In the courtyard of La Esquina, a restaurant in Caracas’s upscale Chacao district, Alexandra Lovera lived the more pleasant half of her double life.
The 24-year-old culinary student and frequent protester of Venezuela’s authoritarian government was among a birthday party that also included a television host, a baseball agent and a gaggle of business owners.
They were smoking a hookah and knocking back sangria and whiskey.
“In the day, I’m in the march or the barricades,” Lovera said.
“I come home, bathe and change and text my friends, ‘What’s the plan?’” she said.
“It’s like a routine.
” In mornings and afternoons, protesters pack Chacao’s plazas and streets, erecting barricades and throwing stones.
After the sun goes down, bars light up and the cocktail of choice isn’t a Molotov, but a Scotch.
For a select few Venezuelans, the epicenter of unrest is also the best place to escape the country’s myriad woes.
From afar, Venezuela’s capital appears to burn day and night.
Protests against authoritarian President Nicolas Maduro have raged for more than 100 days, claiming scores of lives as the economy crumbles and masses go hungry.
 This month, the nation faces the prospect of a constitutional assembly that could hamstring democracy, a general strike and the possibility of fresh economic sanctions.
But after dark, an elite class emerges to fill Chacao’s bars, strip clubs and marble-floored shopping malls.
“It’s the Manhattan of Caracas,” Mayor Ramon Muchacho said.
Venezuela was once the continent’s wealthiest nation thanks to its oil riches, and its capital was renowned for its glittering nightlife.
Today, Chacao, on the more affluent east side, draws expatriates, a mix of old and new money spending savings or the proceeds from a government contract — and those simply willing to blow a paycheck to forget for a while.

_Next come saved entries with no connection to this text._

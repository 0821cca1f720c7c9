//! Functions to construct [`Integer`]s, [`Rational`]s, and [`Float`]s from various types.

use rug::{Assign, Float, Integer, Rational};

/// The number of bits of precision to use when computing real values.
pub const PRECISION: u32 = 1 << 9;

/// Creates an [`Integer`] with the given value.
pub fn int<T>(n: T) -> Integer
where
    Integer: From<T>,
{
    Integer::from(n)
}

/// Creates a [`Rational`] with the given value.
pub fn rational<T>(n: T) -> Rational
where
    Rational: From<T>,
{
    Rational::from(n)
}

/// Creates a [`Float`] with the given value.
pub fn float<T>(n: T) -> Float
where
    Float: Assign<T>,
{
    Float::with_val(PRECISION, n)
}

“This is the country of magical surrealism,” said Edgar Grossmann, 50, a transportation company owner who hunched over a bar at La Esquina as the birthday party bubbled behind him.

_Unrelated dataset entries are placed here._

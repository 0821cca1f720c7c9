//! Construction of an expression tree from postfix tokens.
//!
//! The builder keeps a stack of operands. Operand tokens push a leaf, and every operator or
//! function pops its operands, combines them with the algebra, and pushes the result. Once every
//! token has been consumed, exactly one operand must remain.

use crate::{
    number::Number,
    tree::{Constant, Function, Node, TermFactor, Variable},
};
use std::ops::Range;
use symalg_parser::{
    error::{Error, TooManyOperands, TooManyOperators, UnknownToken},
    FunctionKind,
    OpKind,
    ParseToken,
    TokenClass,
};

/// A node on the operand stack, along with the region of the source it was built from.
#[derive(Debug)]
struct Operand {
    node: Node,
    span: Range<usize>,
}

/// Pops `count` operands from the stack, in the order they were pushed.
fn pop_operands(
    stack: &mut Vec<Operand>,
    count: usize,
    token: &ParseToken,
) -> Result<Vec<Operand>, Error> {
    if stack.len() < count {
        return Err(Error::new(
            vec![token.span.clone()],
            TooManyOperators { op: token.lexeme.clone() },
        ));
    }
    Ok(stack.split_off(stack.len() - count))
}

fn unknown(token: &ParseToken) -> Error {
    Error::new(vec![token.span.clone()], UnknownToken { lexeme: token.lexeme.clone() })
}

/// Builds the tree for a sequence of tokens in postfix order. An empty sequence builds the
/// number zero.
pub fn build(tokens: Vec<ParseToken>) -> Result<Node, Error> {
    let mut stack: Vec<Operand> = Vec::new();

    for token in &tokens {
        let span = token.span.clone();
        let operand = match token.class {
            TokenClass::Number => {
                let n = Number::parse_literal(&token.lexeme).ok_or_else(|| unknown(token))?;
                Operand { node: Node::Number(n), span }
            },
            TokenClass::Constant(kind) => Operand { node: Node::Constant(Constant::new(kind)), span },
            TokenClass::Variable => Operand { node: Node::Variable(Variable::new(token.lexeme.as_str())), span },
            TokenClass::Function(kind) => {
                let args = pop_operands(&mut stack, kind.arity(), token)?;
                let start = args.first().map_or(span.start, |arg| arg.span.start.min(span.start));
                let end = args.last().map_or(span.end, |arg| arg.span.end.max(span.end));
                let args = args.into_iter().map(|arg| arg.node).collect();
                Operand { node: Node::Function(Function::new(kind, args)), span: start..end }
            },
            TokenClass::Op(op) => {
                let operands = pop_operands(&mut stack, op.arity(), token)?;
                let start = operands.first().map_or(span.start, |o| o.span.start.min(span.start));
                let end = operands.last().map_or(span.end, |o| o.span.end.max(span.end));
                let mut nodes = operands.into_iter().map(|operand| operand.node);
                let node = match (op, nodes.next(), nodes.next()) {
                    (OpKind::Neg, Some(node), None) => node.multiply(&Node::from(-1)),
                    (OpKind::Factorial, Some(node), None) => {
                        Node::Function(Function::new(FunctionKind::Factorial, vec![node]))
                    },
                    (OpKind::Add, Some(lhs), Some(rhs)) => lhs.add(&rhs),
                    (OpKind::Sub, Some(lhs), Some(rhs)) => lhs.add(&rhs.multiply(&Node::from(-1))),
                    (OpKind::Mul | OpKind::ImplicitMul, Some(lhs), Some(rhs)) => lhs.multiply(&rhs),
                    (OpKind::Div, Some(lhs), Some(rhs)) => lhs.divide(&rhs),
                    (OpKind::Exp, Some(lhs), Some(rhs)) => Node::Factor(TermFactor::new(lhs, rhs)),
                    (OpKind::Mod, Some(lhs), Some(rhs)) => {
                        Node::Function(Function::new(FunctionKind::Mod, vec![lhs, rhs]))
                    },
                    _ => return Err(Error::new(
                        vec![span],
                        TooManyOperators { op: token.lexeme.clone() },
                    )),
                };
                Operand { node, span: start..end }
            },
            TokenClass::Unknown
                | TokenClass::OpenParen
                | TokenClass::CloseParen
                | TokenClass::Separator => return Err(unknown(token)),
        };
        stack.push(operand);
    }

    if stack.len() > 1 {
        let overflow = stack.len() - 1;
        let spans = stack.iter().skip(1).map(|operand| operand.span.clone()).collect();
        return Err(Error::new(spans, TooManyOperands { overflow }));
    }

    let node = stack.pop().map_or_else(|| Node::from(0), |operand| operand.node);
    log::debug!("built tree: {:?}", node);
    Ok(node)
}

#[cfg(test)]
mod tests {
    use pretty_assertions::assert_eq;
    use super::*;
    use symalg_parser::postfix;

    fn build_str(input: &str) -> Result<Node, Error> {
        build(postfix(input)?)
    }

    #[test]
    fn empty_input_is_zero() {
        assert_eq!(build_str("").unwrap(), Node::from(0));
        assert_eq!(build_str("   ").unwrap(), Node::from(0));
    }

    #[test]
    fn literals() {
        assert_eq!(build_str("42").unwrap(), Node::from(42));
        assert_eq!(build_str("x_1").unwrap(), Node::Variable(Variable::new("x_1")));
        assert_eq!(build_str("π").unwrap(), Node::Constant(Constant::pi()));
    }

    #[test]
    fn operators() {
        assert_eq!(build_str("2x").unwrap().to_string(), "2x");
        assert_eq!(build_str("x^2").unwrap().to_string(), "x^2");
        assert_eq!(build_str("x - y").unwrap().to_string(), "x - y");
        assert_eq!(build_str("-x").unwrap().to_string(), "-x");
        assert_eq!(build_str("x % 3").unwrap().to_string(), "x % 3");
        assert_eq!(build_str("3!").unwrap().to_string(), "3!");
        assert_eq!(build_str("1/x").unwrap().to_string(), "1/x");
    }

    #[test]
    fn functions_take_arguments_in_order() {
        let node = build_str("max(x, 2)").unwrap();
        let Node::Function(func) = node else {
            panic!("expected a function");
        };
        assert_eq!(func.kind(), FunctionKind::Max);
        assert_eq!(func.args(), &[Node::Variable(Variable::new("x")), Node::from(2)]);
    }

    #[test]
    fn too_many_operators() {
        let err = build_str("2+").unwrap_err();
        assert!(err.to_string().contains("too many operators"));
        assert_eq!(err.spans, vec![1..2]);
    }

    #[test]
    fn unknown_tokens() {
        let err = build_str("2 + foo").unwrap_err();
        assert_eq!(err.to_string(), "unknown token `foo`");
        assert_eq!(err.spans, vec![4..7]);

        let err = build_str("1.2.3").unwrap_err();
        assert_eq!(err.to_string(), "unknown token `1.2.3`");
    }

    #[test]
    fn too_many_operands() {
        let err = build_str("(1, 2)").unwrap_err();
        assert_eq!(err.to_string(), "too many operands: 1 value(s) are not connected by an operator");
        assert_eq!(err.spans, vec![4..5]);
    }

    #[test]
    fn wrong_argument_count() {
        let err = build_str("sin(x, y)").unwrap_err();
        assert!(err.to_string().contains("wrong number of arguments"));
    }
}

“The country’s going to hell, but people keep going out — there’s no alternative.
” The capital’s smallest district, Chacao is also the wealthiest, boasting a financial zone, a half-dozen shopping malls and an elite golfing enclave called The Country Club.
The sliver-thin neighborhood is packed with low-rise apartments and gated residences and stretches from the Guaire River to the lush green mountain that separates Caracas from the Caribbean.
Long a bastion for opponents of the socialist government, two former Chacao mayors contended with the late Hugo Chavez for the presidency.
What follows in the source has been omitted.